- _Exercise_:
In full and without change, repeat the records shown below.

- _Records contained in a dataset_:
──────────────────────────────

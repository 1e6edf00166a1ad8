use std::fs::{self, File};
use std::path::{Path, PathBuf};
use std::process::{Command, ExitStatus, Stdio};
use std::thread;
use std::time::{Duration, Instant};
use rayon::prelude::*;
use tracing::{debug, warn};
use crate::core::config::Config;
use crate::core::error::{Error, ErrorKind, Result};

const POLL_INTERVAL: Duration = Duration::from_millis(25);

/// Rasterizes PDF pages with `pdftoppm` and recognizes them with `tesseract`.
///
/// Both tools run as child processes; pages are recognized in parallel and
/// their text concatenated in page order. A run that outlives `timeout` has
/// its remaining children killed and its scratch directory removed.
#[derive(Debug, Clone)]
pub struct TesseractOcr {
    pub pdftoppm_bin: String,
    pub tesseract_bin: String,
    pub languages: String,
    pub dpi: u32,
    pub timeout: Duration,
}

impl TesseractOcr {
    pub fn from_config(config: &Config) -> Self {
        TesseractOcr {
            pdftoppm_bin: config.pdftoppm_bin.clone(),
            tesseract_bin: config.tesseract_bin.clone(),
            languages: config.ocr_languages.clone(),
            dpi: config.ocr_dpi,
            timeout: config.extraction_timeout(),
        }
    }

    pub fn recognize_pdf(&self, bytes: &[u8]) -> Result<String> {
        let deadline = Instant::now() + self.timeout;
        let workdir = tempfile::tempdir()?;
        let pdf_path = workdir.path().join("input.pdf");
        fs::write(&pdf_path, bytes)?;

        let prefix = workdir.path().join("page");
        let mut rasterize = Command::new(&self.pdftoppm_bin);
        rasterize
            .arg("-r")
            .arg(self.dpi.to_string())
            .arg("-png")
            .arg(&pdf_path)
            .arg(&prefix);
        run_until(&self.pdftoppm_bin, rasterize, &workdir.path().join("pdftoppm.log"), deadline)?;

        let pages = page_images(workdir.path())?;
        if pages.is_empty() {
            return Err(Error::extraction("rasterization produced no page images"));
        }
        debug!(pages = pages.len(), "running OCR on rasterized pages");

        let texts = pages.par_iter()
            .map(|page| self.recognize_page(page, deadline))
            .collect::<Result<Vec<String>>>()?;

        Ok(texts.concat())
    }

    pub fn recognize_image(&self, image: &Path) -> Result<String> {
        self.recognize_page(image, Instant::now() + self.timeout)
    }

    // tesseract writes `<base>.txt` next to the image
    fn recognize_page(&self, image: &Path, deadline: Instant) -> Result<String> {
        if Instant::now() >= deadline {
            return Err(timed_out(&self.tesseract_bin));
        }

        let base = image.with_extension("");
        let mut recognize = Command::new(&self.tesseract_bin);
        recognize
            .arg(image)
            .arg(&base)
            .arg("-l")
            .arg(&self.languages);
        run_until(&self.tesseract_bin, recognize, &base.with_extension("log"), deadline)?;

        let text = fs::read(base.with_extension("txt"))
            .map_err(|e| Error::extraction(format!("'{}' left no output: {}", self.tesseract_bin, e)))?;
        let text = String::from_utf8_lossy(&text).into_owned();
        debug!(page = %image.display(), chars = text.len(), "page recognized");
        Ok(text)
    }
}

/// Runs `command` with stdout and stderr sent to `log`, killing it at `deadline`.
fn run_until(program: &str, mut command: Command, log: &Path, deadline: Instant) -> Result<()> {
    let log_file = File::create(log)?;
    let mut child = command
        .stdin(Stdio::null())
        .stdout(log_file.try_clone()?)
        .stderr(log_file)
        .spawn()
        .map_err(|e| Error::extraction(format!("could not run '{}': {}", program, e)))?;

    let status: ExitStatus = loop {
        if let Some(status) = child.try_wait()? {
            break status;
        }
        if Instant::now() >= deadline {
            if let Err(e) = child.kill() {
                warn!(program, error = %e, "could not kill OCR tool after timeout");
            }
            let _ = child.wait();
            return Err(timed_out(program));
        }
        thread::sleep(POLL_INTERVAL);
    };

    if !status.success() {
        let output = fs::read(log).unwrap_or_default();
        return Err(Error::extraction(format!(
            "'{}' exited with {}: {}",
            program,
            status,
            String::from_utf8_lossy(&output).trim()
        )));
    }
    Ok(())
}

fn timed_out(program: &str) -> Error {
    Error::new(ErrorKind::Timeout, format!("'{}' did not finish before the extraction deadline", program))
}

/// `page-1.png`, `page-02.png`, ... sorted by page number.
fn page_images(dir: &Path) -> Result<Vec<PathBuf>> {
    let mut pages: Vec<(u32, PathBuf)> = Vec::new();
    for entry in fs::read_dir(dir)? {
        let path = entry?.path();
        if path.extension().and_then(|e| e.to_str()) != Some("png") {
            continue;
        }
        let number = path.file_stem()
            .and_then(|s| s.to_str())
            .and_then(|stem| stem.rsplit('-').next())
            .and_then(|n| n.parse::<u32>().ok());
        if let Some(number) = number {
            pages.push((number, path));
        }
    }
    pages.sort_by_key(|(number, _)| *number);
    Ok(pages.into_iter().map(|(_, path)| path).collect())
}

──────────────────────────────

- _Response to this task_:
repository 1e6edf00166a1ad8
use std::fs::{self, File};
use std::path::{Path, PathBuf};
use std::process::{Command, ExitStatus, Stdio};
use std::thread;
use std::time::{Duration, Instant};
use rayon::prelude::*;
use tracing::{debug, warn};
use crate::core::config::Config;
use crate::core::error::{Error, ErrorKind, Result};

const POLL_INTERVAL: Duration = Duration::from_millis(25);

/// Rasterizes PDF pages with `pdftoppm` and recognizes them with `tesseract`.
///
/// Both tools run as child processes; pages are recognized in parallel and
/// their text concatenated in page order. A run that outlives `timeout` has
/// its remaining children killed and its scratch directory removed.
#[derive(Debug, Clone)]
pub struct TesseractOcr {
    pub pdftoppm_bin: String,
    pub tesseract_bin: String,
    pub languages: String,
    pub dpi: u32,
    pub timeout: Duration,
}

impl TesseractOcr {
    pub fn from_config(config: &Config) -> Self {
        TesseractOcr {
            pdftoppm_bin: config.pdftoppm_bin.clone(),
            tesseract_bin: config.tesseract_bin.clone(),
            languages: config.ocr_languages.clone(),
            dpi: config.ocr_dpi,
            timeout: config.extraction_timeout(),
        }
    }

    pub fn recognize_pdf(&self, bytes: &[u8]) -> Result<String> {
        let deadline = Instant::now() + self.timeout;
        let workdir = tempfile::tempdir()?;
        let pdf_path = workdir.path().join("input.pdf");
        fs::write(&pdf_path, bytes)?;

        let prefix = workdir.path().join("page");
        let mut rasterize = Command::new(&self.pdftoppm_bin);
        rasterize
            .arg("-r")
            .arg(self.dpi.to_string())
            .arg("-png")
            .arg(&pdf_path)
            .arg(&prefix);
        run_until(&self.pdftoppm_bin, rasterize, &workdir.path().join("pdftoppm.log"), deadline)?;

        let pages = page_images(workdir.path())?;
        if pages.is_empty() {
            return Err(Error::extraction("rasterization produced no page images"));
        }
        debug!(pages = pages.len(), "running OCR on rasterized pages");

        let texts = pages.par_iter()
            .map(|page| self.recognize_page(page, deadline))
            .collect::<Result<Vec<String>>>()?;

        Ok(texts.concat())
    }

    pub fn recognize_image(&self, image: &Path) -> Result<String> {
        self.recognize_page(image, Instant::now() + self.timeout)
    }

    // tesseract writes `<base>.txt` next to the image
    fn recognize_page(&self, image: &Path, deadline: Instant) -> Result<String> {
        if Instant::now() >= deadline {
            return Err(timed_out(&self.tesseract_bin));
        }

        let base = image.with_extension("");
        let mut recognize = Command::new(&self.tesseract_bin);
        recognize
            .arg(image)
            .arg(&base)
            .arg("-l")
            .arg(&self.languages);
        run_until(&self.tesseract_bin, recognize, &base.with_extension("log"), deadline)?;

        let text = fs::read(base.with_extension("txt"))
            .map_err(|e| Error::extraction(format!("'{}' left no output: {}", self.tesseract_bin, e)))?;
        let text = String::from_utf8_lossy(&text).into_owned();
        debug!(page = %image.display(), chars = text.len(), "page recognized");
        Ok(text)
    }
}

/// Runs `command` with stdout and stderr sent to `log`, killing it at `deadline`.
fn run_until(program: &str, mut command: Command, log: &Path, deadline: Instant) -> Result<()> {
    let log_file = File::create(log)?;
    let mut child = command
        .stdin(Stdio::null())
        .stdout(log_file.try_clone()?)
        .stderr(log_file)
        .spawn()
        .map_err(|e| Error::extraction(format!("could not run '{}': {}", program, e)))?;

    let status: ExitStatus = loop {
        if let Some(status) = child.try_wait()? {
            break status;
        }
        if Instant::now() >= deadline {
            if let Err(e) = child.kill() {
                warn!(program, error = %e, "could not kill OCR tool after timeout");
            }
            let _ = child.wait();
            return Err(timed_out(program));
        }
        thread::sleep(POLL_INTERVAL);
    };

    if !status.success() {
        let output = fs::read(log).unwrap_or_default();
        return Err(Error::extraction(format!(
            "'{}' exited with {}: {}",
            program,
            status,
            String::from_utf8_lossy(&output).trim()
        )));
    }
    Ok(())
}

fn timed_out(program: &str) -> Error {
    Error::new(ErrorKind::Timeout, format!("'{}' did not finish before the extraction deadline", program))
}

/// `page-1.png`, `page-02.png`, ... sorted by page number.
fn page_images(dir: &Path) -> Result<Vec<PathBuf>> {
    let mut pages: Vec<(u32, PathBuf)> = Vec::new();
    for entry in fs::read_dir(dir)? {
        let path = entry?.path();
        if path.extension().and_then(|e| e.to_str()) != Some("png") {
            continue;
        }
        let number = path.file_stem()
            .and_then(|s| s.to_str())
            .and_then(|stem| stem.rsplit('-').next())
            .and_then(|n| n.parse::<u32>().ok());
        if let Some(number) = number {
            pages.push((number, path));
        }
    }
    pages.sort_by_key(|(number, _)| *number);
    Ok(pages.into_iter().map(|(_, path)| path).collect())
}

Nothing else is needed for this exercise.